- Work item -
Look through the data below. Pick out the lines holding the string "WatcherError".

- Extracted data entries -
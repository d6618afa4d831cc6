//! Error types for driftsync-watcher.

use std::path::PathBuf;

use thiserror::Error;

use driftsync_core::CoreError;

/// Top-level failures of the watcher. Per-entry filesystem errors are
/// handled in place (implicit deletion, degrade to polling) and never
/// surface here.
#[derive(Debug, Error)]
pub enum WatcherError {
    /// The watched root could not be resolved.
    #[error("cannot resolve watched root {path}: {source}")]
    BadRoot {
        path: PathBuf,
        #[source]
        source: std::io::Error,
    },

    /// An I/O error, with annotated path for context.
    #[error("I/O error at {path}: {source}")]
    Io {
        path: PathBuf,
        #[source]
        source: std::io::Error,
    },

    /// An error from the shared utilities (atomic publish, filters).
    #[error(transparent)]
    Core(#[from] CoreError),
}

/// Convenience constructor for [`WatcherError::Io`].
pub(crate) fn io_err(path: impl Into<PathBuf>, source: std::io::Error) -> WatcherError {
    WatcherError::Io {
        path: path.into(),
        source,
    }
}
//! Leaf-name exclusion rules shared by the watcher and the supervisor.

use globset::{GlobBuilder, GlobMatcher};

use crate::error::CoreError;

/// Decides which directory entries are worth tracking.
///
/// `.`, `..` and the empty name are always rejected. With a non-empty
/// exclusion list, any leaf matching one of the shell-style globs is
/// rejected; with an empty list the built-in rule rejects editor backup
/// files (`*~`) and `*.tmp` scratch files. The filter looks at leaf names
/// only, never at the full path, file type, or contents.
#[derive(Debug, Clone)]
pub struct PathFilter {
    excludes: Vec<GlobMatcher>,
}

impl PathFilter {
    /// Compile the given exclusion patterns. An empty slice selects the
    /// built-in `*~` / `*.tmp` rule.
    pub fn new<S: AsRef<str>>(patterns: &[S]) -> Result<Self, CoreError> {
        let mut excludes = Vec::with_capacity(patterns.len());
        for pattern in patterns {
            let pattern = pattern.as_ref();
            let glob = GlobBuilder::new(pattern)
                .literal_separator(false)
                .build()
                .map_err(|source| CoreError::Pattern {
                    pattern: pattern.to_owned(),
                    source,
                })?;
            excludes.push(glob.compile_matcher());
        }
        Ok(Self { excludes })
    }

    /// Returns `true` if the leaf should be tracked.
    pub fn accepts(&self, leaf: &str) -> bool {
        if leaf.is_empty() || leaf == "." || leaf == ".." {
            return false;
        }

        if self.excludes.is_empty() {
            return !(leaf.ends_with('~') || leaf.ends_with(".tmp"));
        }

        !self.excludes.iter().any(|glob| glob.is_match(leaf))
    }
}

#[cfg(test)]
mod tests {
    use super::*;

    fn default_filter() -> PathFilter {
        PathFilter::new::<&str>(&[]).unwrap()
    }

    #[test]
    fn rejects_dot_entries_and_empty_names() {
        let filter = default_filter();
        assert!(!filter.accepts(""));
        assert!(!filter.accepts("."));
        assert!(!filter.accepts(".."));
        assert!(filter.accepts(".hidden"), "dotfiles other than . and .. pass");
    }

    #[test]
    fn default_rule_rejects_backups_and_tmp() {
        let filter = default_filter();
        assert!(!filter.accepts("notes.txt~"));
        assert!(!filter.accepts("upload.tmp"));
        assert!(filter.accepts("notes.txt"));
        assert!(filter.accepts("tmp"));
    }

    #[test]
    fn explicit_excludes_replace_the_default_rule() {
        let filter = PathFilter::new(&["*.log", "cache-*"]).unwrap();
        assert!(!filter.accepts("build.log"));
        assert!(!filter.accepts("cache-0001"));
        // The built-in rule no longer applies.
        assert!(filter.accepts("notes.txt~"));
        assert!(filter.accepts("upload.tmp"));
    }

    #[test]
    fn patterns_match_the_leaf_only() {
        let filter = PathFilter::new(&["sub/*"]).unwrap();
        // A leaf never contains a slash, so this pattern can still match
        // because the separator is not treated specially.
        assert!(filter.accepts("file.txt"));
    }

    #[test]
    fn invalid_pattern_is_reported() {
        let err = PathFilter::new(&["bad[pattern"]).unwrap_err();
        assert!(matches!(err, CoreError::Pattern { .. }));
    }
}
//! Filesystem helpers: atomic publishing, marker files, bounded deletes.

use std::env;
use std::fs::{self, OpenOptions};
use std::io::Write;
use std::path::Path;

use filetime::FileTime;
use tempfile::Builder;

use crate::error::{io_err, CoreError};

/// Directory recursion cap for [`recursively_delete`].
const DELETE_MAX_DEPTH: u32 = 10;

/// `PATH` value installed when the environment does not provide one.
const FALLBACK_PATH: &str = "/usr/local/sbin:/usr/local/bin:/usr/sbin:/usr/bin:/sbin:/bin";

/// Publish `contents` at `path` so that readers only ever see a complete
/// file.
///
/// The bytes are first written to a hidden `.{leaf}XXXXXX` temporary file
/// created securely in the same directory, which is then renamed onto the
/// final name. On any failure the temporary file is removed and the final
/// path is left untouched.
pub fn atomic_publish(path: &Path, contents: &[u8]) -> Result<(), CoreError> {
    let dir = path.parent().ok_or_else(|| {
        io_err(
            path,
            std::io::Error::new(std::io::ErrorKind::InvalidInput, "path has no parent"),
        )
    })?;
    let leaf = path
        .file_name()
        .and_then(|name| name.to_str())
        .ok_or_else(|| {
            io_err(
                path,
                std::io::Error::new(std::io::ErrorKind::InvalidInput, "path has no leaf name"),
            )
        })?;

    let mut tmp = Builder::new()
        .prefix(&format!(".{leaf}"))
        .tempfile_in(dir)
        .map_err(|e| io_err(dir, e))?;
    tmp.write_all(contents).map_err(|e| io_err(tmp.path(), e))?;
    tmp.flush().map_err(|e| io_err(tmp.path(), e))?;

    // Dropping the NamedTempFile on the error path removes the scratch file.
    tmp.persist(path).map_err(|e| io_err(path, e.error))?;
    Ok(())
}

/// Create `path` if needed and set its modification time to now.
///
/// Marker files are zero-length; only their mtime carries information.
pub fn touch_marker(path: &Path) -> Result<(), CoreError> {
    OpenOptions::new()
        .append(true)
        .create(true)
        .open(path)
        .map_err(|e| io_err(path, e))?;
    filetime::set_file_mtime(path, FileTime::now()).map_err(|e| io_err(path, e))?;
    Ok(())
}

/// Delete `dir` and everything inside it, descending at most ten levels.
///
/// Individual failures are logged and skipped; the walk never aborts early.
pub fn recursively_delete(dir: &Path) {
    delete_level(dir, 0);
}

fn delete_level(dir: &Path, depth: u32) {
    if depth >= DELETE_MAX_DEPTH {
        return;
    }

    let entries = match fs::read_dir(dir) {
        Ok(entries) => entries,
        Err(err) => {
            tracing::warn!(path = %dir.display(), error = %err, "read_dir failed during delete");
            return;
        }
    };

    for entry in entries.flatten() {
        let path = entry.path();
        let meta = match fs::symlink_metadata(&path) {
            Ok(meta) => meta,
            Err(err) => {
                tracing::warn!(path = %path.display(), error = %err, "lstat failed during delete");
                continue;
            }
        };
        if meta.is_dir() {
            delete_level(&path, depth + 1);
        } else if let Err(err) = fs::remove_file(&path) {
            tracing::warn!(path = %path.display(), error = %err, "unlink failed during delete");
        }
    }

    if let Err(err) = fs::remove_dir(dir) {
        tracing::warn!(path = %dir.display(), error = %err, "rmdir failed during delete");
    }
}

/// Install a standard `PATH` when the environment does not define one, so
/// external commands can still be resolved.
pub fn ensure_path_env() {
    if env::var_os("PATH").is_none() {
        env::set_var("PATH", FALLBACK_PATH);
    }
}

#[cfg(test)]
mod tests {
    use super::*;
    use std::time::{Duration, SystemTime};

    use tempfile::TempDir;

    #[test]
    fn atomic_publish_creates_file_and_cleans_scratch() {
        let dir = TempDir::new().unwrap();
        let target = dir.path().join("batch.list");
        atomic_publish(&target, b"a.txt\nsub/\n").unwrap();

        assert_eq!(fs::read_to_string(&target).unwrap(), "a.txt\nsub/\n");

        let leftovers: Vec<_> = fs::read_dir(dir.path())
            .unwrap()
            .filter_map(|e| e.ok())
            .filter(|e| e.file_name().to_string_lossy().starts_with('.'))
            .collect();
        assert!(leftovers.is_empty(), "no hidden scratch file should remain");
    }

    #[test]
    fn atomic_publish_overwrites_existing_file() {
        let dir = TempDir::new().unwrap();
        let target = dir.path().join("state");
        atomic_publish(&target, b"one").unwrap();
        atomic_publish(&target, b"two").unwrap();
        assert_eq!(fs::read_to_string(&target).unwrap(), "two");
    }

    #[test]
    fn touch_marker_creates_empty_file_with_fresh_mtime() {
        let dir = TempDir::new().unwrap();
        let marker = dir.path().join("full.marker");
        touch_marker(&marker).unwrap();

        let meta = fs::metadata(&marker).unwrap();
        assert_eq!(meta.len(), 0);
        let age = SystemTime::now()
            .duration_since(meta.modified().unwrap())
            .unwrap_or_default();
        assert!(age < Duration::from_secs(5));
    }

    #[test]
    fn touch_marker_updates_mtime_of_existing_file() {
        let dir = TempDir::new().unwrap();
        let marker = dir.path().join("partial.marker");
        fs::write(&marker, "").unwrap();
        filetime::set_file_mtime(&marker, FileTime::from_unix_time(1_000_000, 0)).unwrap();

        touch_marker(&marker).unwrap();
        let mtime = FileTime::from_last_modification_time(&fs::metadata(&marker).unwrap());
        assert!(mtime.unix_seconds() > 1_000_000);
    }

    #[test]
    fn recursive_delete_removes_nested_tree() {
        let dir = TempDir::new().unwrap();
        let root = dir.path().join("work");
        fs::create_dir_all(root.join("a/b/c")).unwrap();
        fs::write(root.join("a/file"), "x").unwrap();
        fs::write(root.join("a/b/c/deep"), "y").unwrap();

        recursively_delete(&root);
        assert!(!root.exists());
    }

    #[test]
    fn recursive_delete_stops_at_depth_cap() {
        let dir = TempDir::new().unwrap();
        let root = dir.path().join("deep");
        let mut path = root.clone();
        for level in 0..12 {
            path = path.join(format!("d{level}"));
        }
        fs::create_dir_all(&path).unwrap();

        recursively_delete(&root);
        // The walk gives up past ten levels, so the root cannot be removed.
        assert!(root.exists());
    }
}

- Written answer -
pub enum WatcherError {
/// Convenience constructor for [`WatcherError::Io`].
pub(crate) fn io_err(path: impl Into<PathBuf>, source: std::io::Error) -> WatcherError {
    WatcherError::Io {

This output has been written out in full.